Collected data:
>>>

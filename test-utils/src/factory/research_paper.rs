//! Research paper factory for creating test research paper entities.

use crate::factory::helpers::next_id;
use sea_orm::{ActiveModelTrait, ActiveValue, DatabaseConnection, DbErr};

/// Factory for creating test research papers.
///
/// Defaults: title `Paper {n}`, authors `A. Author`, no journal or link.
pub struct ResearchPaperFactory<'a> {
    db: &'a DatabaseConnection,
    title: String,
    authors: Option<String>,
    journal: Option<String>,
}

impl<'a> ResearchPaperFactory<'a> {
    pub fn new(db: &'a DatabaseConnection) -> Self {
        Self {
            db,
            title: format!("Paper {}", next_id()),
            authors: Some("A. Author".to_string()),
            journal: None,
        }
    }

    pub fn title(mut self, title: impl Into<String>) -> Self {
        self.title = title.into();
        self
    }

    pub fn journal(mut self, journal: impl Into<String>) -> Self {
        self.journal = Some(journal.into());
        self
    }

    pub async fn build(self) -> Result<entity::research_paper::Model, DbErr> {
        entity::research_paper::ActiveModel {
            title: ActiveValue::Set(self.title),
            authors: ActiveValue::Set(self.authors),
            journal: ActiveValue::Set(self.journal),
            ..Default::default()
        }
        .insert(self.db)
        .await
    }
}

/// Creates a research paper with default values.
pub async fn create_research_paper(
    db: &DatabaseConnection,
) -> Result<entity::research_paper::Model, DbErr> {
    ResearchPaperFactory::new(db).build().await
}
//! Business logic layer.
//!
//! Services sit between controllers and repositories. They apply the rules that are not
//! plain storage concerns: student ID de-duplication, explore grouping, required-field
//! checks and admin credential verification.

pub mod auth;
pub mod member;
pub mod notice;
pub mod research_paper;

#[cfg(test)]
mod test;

<<<
>>>

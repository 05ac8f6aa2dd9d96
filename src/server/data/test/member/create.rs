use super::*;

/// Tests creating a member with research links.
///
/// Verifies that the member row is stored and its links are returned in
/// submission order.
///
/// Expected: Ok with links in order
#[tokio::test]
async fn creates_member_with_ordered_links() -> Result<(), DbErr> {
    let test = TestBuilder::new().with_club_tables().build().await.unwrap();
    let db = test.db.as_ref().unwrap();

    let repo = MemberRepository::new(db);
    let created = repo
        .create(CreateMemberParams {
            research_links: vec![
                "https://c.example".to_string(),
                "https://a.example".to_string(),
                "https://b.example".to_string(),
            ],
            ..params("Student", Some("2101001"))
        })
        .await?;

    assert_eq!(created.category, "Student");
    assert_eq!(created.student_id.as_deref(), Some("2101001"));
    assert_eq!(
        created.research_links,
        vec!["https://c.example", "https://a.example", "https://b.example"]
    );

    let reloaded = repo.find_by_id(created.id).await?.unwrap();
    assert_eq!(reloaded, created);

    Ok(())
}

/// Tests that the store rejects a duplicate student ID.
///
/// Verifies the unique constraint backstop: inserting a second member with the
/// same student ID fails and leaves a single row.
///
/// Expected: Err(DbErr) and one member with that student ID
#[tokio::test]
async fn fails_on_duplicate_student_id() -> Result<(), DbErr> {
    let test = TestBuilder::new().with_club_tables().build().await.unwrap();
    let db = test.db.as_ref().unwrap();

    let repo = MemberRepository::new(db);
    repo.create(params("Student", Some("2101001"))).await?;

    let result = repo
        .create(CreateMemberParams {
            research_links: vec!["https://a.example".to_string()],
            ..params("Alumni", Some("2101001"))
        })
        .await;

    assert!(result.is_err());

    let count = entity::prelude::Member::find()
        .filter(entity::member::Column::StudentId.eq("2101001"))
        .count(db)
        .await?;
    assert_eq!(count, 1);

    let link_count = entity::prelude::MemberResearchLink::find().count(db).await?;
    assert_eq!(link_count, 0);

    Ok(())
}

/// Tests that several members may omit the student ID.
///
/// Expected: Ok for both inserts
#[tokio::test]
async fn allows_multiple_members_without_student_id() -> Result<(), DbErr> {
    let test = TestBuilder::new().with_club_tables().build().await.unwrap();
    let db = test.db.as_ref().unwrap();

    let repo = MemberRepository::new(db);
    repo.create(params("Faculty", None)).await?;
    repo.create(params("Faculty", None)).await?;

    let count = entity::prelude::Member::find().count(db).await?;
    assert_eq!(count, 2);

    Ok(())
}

<<<

What the task asks:
The lines holding the word "https" are the answer. Find them in the entries and copy them.

Output of the task:
                "https://c.example".to_string(),
                "https://a.example".to_string(),
                "https://b.example".to_string(),
        vec!["https://c.example", "https://a.example", "https://b.example"]
            research_links: vec!["https://a.example".to_string()],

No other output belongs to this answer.